Cinco gestoras, uma planilha aberta
Em maio de 2026, o Brasil tem cinco fundos de investimento com critério explícito de equidade racial inscrito em regulamento — e nenhum deles aparece entre os dez maiores ESG do país por patrimônio líquido. O dado, sozinho, resume onde a conversa está: o mercado financeiro brasileiro descobriu equidade racial como linha de marketing antes de transformar em régua de alocação. Os cinco que adotaram a régua de verdade — métrica auditável, relatório de impacto, exclusão de empresa que não cumpre mínimo de gente negra em cargo de chefia — são gestoras de médio porte, várias fundadas por gestor negro, todas fora do núcleo duro da Faria Lima. É nesse espaço que vale gastar atenção.
A virada regulatória foi a Resolução CVM 80/2024, que criou o Índice de Diversidade Racial Corporativa (IDRC) como métrica optativa com incentivo fiscal cabendo numa nota de rodapé: fundos que adotam ganham isenção parcial de tributação sobre ganho de capital em carteiras com mais de 40% de ativos classificados como racialmente inclusivos. Incentivo modesto. Foi suficiente. O conceito amplia o critério "S" do ESG — social — que até 2024 ficava quase só com diversidade de gênero, marcador dominante nos relatórios de sustentabilidade brasileiros depois da CVM 59/2021 e das exigências B3 pra green bonds. Sair de gênero pra raça custou três anos. O mercado agora tenta recuperar em cinco fundos.

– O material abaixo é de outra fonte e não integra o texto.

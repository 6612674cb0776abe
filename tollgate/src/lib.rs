//! # Tollgate
//!
//! Tollgate guards a login form. Every authentication attempt is recorded
//! against the client identity it came from; identities that try too fast
//! are rate limited and identities that try too often are blocked for a
//! while. Accounts that have a TOTP secret must also present the current
//! one-time code.
//!
//! Tollgate never sees passwords. The host checks the password itself and
//! hands the verdict to [`Tollgate::login`], which runs the throttle before
//! the verdict is looked at and the second factor after it.
//!
//! ## Storage Support
//!
//! - In memory (always available)
//! - SQLite (`sqlite` feature, on by default)
//!
//! ## Example
//!
//! ```rust,no_run
//! use tollgate::{LoginAttempt, PasswordVerdict, TollgateBuilder};
//!
//! #[tokio::main]
//! async fn main() -> Result<(), Box<dyn std::error::Error>> {
//!     let tollgate = TollgateBuilder::new()
//!         .with_sqlite("sqlite://tollgate.db?mode=rwc")
//!         .await?
//!         .apply_migrations(true)
//!         .build()
//!         .await?;
//!
//!     let attempt = LoginAttempt::new("admin").with_remote_addr("203.0.113.7");
//!     match tollgate.login(&attempt, PasswordVerdict::Accepted, Some("123456")).await {
//!         Ok(granted) => println!("welcome {:?}", granted.account),
//!         Err(e) if e.is_transport_rejection() => { /* answer 403 with no body */ }
//!         Err(e) => println!("{e}"),
//!     }
//!
//!     Ok(())
//! }
//! ```
pub mod builder;

use std::sync::Arc;

use serde::{Deserialize, Serialize};
use tollgate_core::{
    repositories::{AccountDirectoryAdapter, ExpiringStoreAdapter},
    services::{
        DEFAULT_RECENT_LIMIT, Enrollment, IdentityStatus, RecentAttempt, ThrottleOutcome,
        ThrottleService, TwoFactorService,
    },
};

pub use builder::{NoStorage, TollgateBuilder, TollgateBuilderError, WithStorage};

/// Re-export core types from tollgate_core
///
/// These types are commonly used when working with the Tollgate API.
pub use tollgate_core::{
    AccountId, ClientIdentity, Clock, CurrentCode, Decision, Error, IdentityResolver,
    LoggingNotifier, ManualClock, Notifier, RequestHeaders, StepEncoding, SystemClock,
    ThrottleConfig, TotpConfig, Transport,
    error::{AuthError, StorageError, ThrottleError, TotpError, ValidationError},
    repositories::{MemoryRepositoryProvider, RepositoryProvider},
};

/// Re-export storage backends
///
/// These storage implementations are available when the corresponding feature is enabled.
#[cfg(feature = "sqlite")]
pub use tollgate_storage_sqlite::{SqlitePool, SqliteRepositoryProvider, SqliteStorage};

/// One submitted login form, as seen by the host.
#[derive(Debug, Clone, Default, PartialEq, Eq)]
pub struct LoginAttempt {
    /// Username or email exactly as submitted
    pub login: String,
    pub headers: RequestHeaders,
    /// Address of the directly connected peer
    pub remote_addr: Option<String>,
    pub transport: Transport,
}

impl LoginAttempt {
    pub fn new(login: impl Into<String>) -> Self {
        Self {
            login: login.into(),
            ..Self::default()
        }
    }

    pub fn with_headers(mut self, headers: RequestHeaders) -> Self {
        self.headers = headers;
        self
    }

    pub fn with_remote_addr(mut self, addr: impl Into<String>) -> Self {
        self.remote_addr = Some(addr.into());
        self
    }

    pub fn with_transport(mut self, transport: Transport) -> Self {
        self.transport = transport;
        self
    }
}

/// The host's own password check.
#[derive(Debug, Clone, Copy, PartialEq, Eq, Serialize, Deserialize)]
#[serde(rename_all = "snake_case")]
pub enum PasswordVerdict {
    Accepted,
    Rejected,
}

/// A login that passed the throttle, the password check and the second factor.
#[derive(Debug, Clone, PartialEq, Eq, Serialize, Deserialize)]
pub struct LoginGranted {
    /// The account the login resolved to, `None` when the directory does not
    /// know it
    pub account: Option<AccountId>,
    pub identity: ClientIdentity,
}

/// The login pipeline over one storage backend.
///
/// Build it with [`TollgateBuilder`].
pub struct Tollgate<R: RepositoryProvider> {
    repositories: Arc<R>,
    throttle_service: Arc<ThrottleService<ExpiringStoreAdapter<R>, AccountDirectoryAdapter<R>>>,
    two_factor_service: Arc<TwoFactorService<AccountDirectoryAdapter<R>>>,
    identity_resolver: IdentityResolver,
}

impl<R: RepositoryProvider> Tollgate<R> {
    pub(crate) fn from_parts(
        repositories: Arc<R>,
        clock: Arc<dyn Clock>,
        throttle_config: ThrottleConfig,
        totp_config: TotpConfig,
        notifier: Arc<dyn Notifier>,
        identity_resolver: IdentityResolver,
    ) -> Self {
        let store = Arc::new(ExpiringStoreAdapter::new(repositories.clone()));
        let accounts = Arc::new(AccountDirectoryAdapter::new(repositories.clone()));

        Self {
            throttle_service: Arc::new(ThrottleService::new(
                store,
                accounts.clone(),
                notifier,
                clock.clone(),
                throttle_config,
            )),
            two_factor_service: Arc::new(TwoFactorService::new(accounts, clock, totp_config)),
            repositories,
            identity_resolver,
        }
    }

    /// Run migrations for all repositories
    pub async fn migrate(&self) -> Result<(), Error> {
        self.repositories.migrate().await
    }

    /// Health check for all repositories
    pub async fn health_check(&self) -> Result<(), Error> {
        self.repositories.health_check().await
    }

    pub fn repositories(&self) -> &Arc<R> {
        &self.repositories
    }

    pub fn throttle_config(&self) -> &ThrottleConfig {
        self.throttle_service.config()
    }

    pub fn totp_config(&self) -> &TotpConfig {
        self.two_factor_service.config()
    }

    /// The client identity an attempt is throttled under.
    pub fn resolve_identity(&self, attempt: &LoginAttempt) -> ClientIdentity {
        self.identity_resolver
            .resolve(&attempt.headers, attempt.remote_addr.as_deref())
    }

    /// Run one login attempt through the whole pipeline.
    ///
    /// 1. The attempt is recorded and throttled. Rate limited and blocked
    ///    attempts fail here whatever the password verdict; blocked
    ///    programmatic callers get [`ThrottleError::Forbidden`].
    /// 2. A rejected password fails with [`AuthError::InvalidCredentials`].
    /// 3. Enrolled accounts must present the current TOTP code.
    /// 4. The identity's ledger is cleared.
    ///
    /// # Errors
    ///
    /// Storage failures are returned as they are; they never let an attempt
    /// through.
    pub async fn login(
        &self,
        attempt: &LoginAttempt,
        verdict: PasswordVerdict,
        totp_code: Option<&str>,
    ) -> Result<LoginGranted, Error> {
        let identity = self.resolve_identity(attempt);

        self.throttle_service
            .check_attempt(&identity, &attempt.login)
            .await?
            .into_result(attempt.transport)?;

        if verdict == PasswordVerdict::Rejected {
            return Err(AuthError::InvalidCredentials.into());
        }

        let account = self
            .two_factor_service
            .verify_login(&attempt.login, totp_code)
            .await?;

        self.throttle_service.record_success(&identity).await?;
        tracing::debug!(identity = %identity, login = %attempt.login, "Login granted");

        Ok(LoginGranted { account, identity })
    }

    /// Record and classify an attempt without the rest of the pipeline.
    pub async fn check_attempt(
        &self,
        identity: &ClientIdentity,
        login: &str,
    ) -> Result<ThrottleOutcome, Error> {
        self.throttle_service.check_attempt(identity, login).await
    }

    /// Inspect the ledger of `identity`.
    pub async fn status(&self, identity: &ClientIdentity) -> Result<IdentityStatus, Error> {
        self.throttle_service.status(identity).await
    }

    /// Delete the ledger of `identity`, lifting any block on it.
    pub async fn purge(&self, identity: &ClientIdentity) -> Result<bool, Error> {
        self.throttle_service.purge(identity).await
    }

    /// The most recently active ledgers, flattened into attempt rows.
    ///
    /// `None` means [`DEFAULT_RECENT_LIMIT`] ledgers.
    pub async fn recent_attempts(&self, limit: Option<usize>) -> Result<Vec<RecentAttempt>, Error> {
        self.throttle_service
            .recent_attempts(limit.unwrap_or(DEFAULT_RECENT_LIMIT))
            .await
    }

    pub async fn is_enrolled(&self, account: &AccountId) -> Result<bool, Error> {
        self.two_factor_service.is_enrolled(account).await
    }

    /// Give `account` a fresh TOTP secret.
    pub async fn regenerate_secret(
        &self,
        account: &AccountId,
        label: &str,
    ) -> Result<Enrollment, Error> {
        self.two_factor_service
            .regenerate_secret(account, label)
            .await
    }

    pub async fn import_secret(&self, account: &AccountId, base32: &str) -> Result<(), Error> {
        self.two_factor_service.import_secret(account, base32).await
    }

    /// Turn the second factor of `account` off.
    pub async fn delete_secret(&self, account: &AccountId) -> Result<bool, Error> {
        self.two_factor_service.delete_secret(account).await
    }

    pub async fn enrollment(
        &self,
        account: &AccountId,
        label: &str,
    ) -> Result<Option<Enrollment>, Error> {
        self.two_factor_service.enrollment(account, label).await
    }

    pub async fn current_code(&self, account: &AccountId) -> Result<Option<CurrentCode>, Error> {
        self.two_factor_service.current_code(account).await
    }
}

pub mod services {
    //! Service-level types returned by [`Tollgate`](crate::Tollgate).
    pub use tollgate_core::services::{
        DEFAULT_RECENT_LIMIT, Enrollment, IdentityStatus, RecentAttempt, ThrottleOutcome,
    };
}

O maior tem R$ 380 milhões em patrimônio líquido e opera com filtro triplo: exclui empresa com menos de 15% de gente negra em cargo de gestão, sobreponha empresa com programa de crédito pra empreendedor negro, e aloca 10% a 20% em Certificado de Recebível do Agronegócio lastreado em cooperativa quilombola. Rentabilidade acumulada em doze meses até março de 2026: 14,3%. Acima do CDI (13,1%). Acima da mediana de fundos ESG gerais (12,8%), pelo ranking Morningstar/Quantum. O número não prova que critério racial gera alfa. Prova que não custa — e em 2026 esse já é o argumento que abre porta de comitê de investimento.
O segundo maior, R$ 210 milhões, é private equity focado em startup fundada por gente negra: ticket médio de R$ 1,2 milhão, saída projetada em cinco anos. A gestora é Larissa, 34, formada em economia pela UFRJ e MBA em Wharton com bolsa do Fundo Baobá. A tese é territorial: o consumidor negro brasileiro, estimado em R$ 1,7 trilhão de renda anual pelo IBGE, segue mal atendido por produto desenhado sem ele em mente — o que abre margem pra quem chegar primeiro ao nicho antes do BTG ou do Itaú. Os três fundos menores (R$ 40 a R$ 90 milhões cada) seguem variações: renda fixa com critério IDRC, multimercado com peso em empresa certificada pelo Programa Emprega + Equidade. Cinco produtos. Cinco teses. Nenhum em prateleira de varejo.
Três dos cinco fundos exigem aporte mínimo de R$ 100 mil, dois de R$ 50 mil, e nenhum aparece no BTG Pactual, na XP ou no NuInvest. Fundo desenhado pra investir no mercado negro fora do aplicativo do banco onde mora o investidor negro de classe média é peça de museu antes de virar produto. Equidade racial no mercado de capitais ainda circula em institucional e family office. O capital paga pra ver. Só não paga pra entrar. Se a CVM tornar o IDRC mandatório pros grandes fundos a partir de 2027 — está em consulta pública desde março — o critério sai do nicho. Quem montou metodologia antes do empurrão regulatório vai valer mais como referência do que como AUM.
ANÁLISE — Investigação em profundidade sobre fundos ESG com critério de equidade racial no Brasil, com dados de rentabilidade, composição de carteira e contexto regulatório CVM.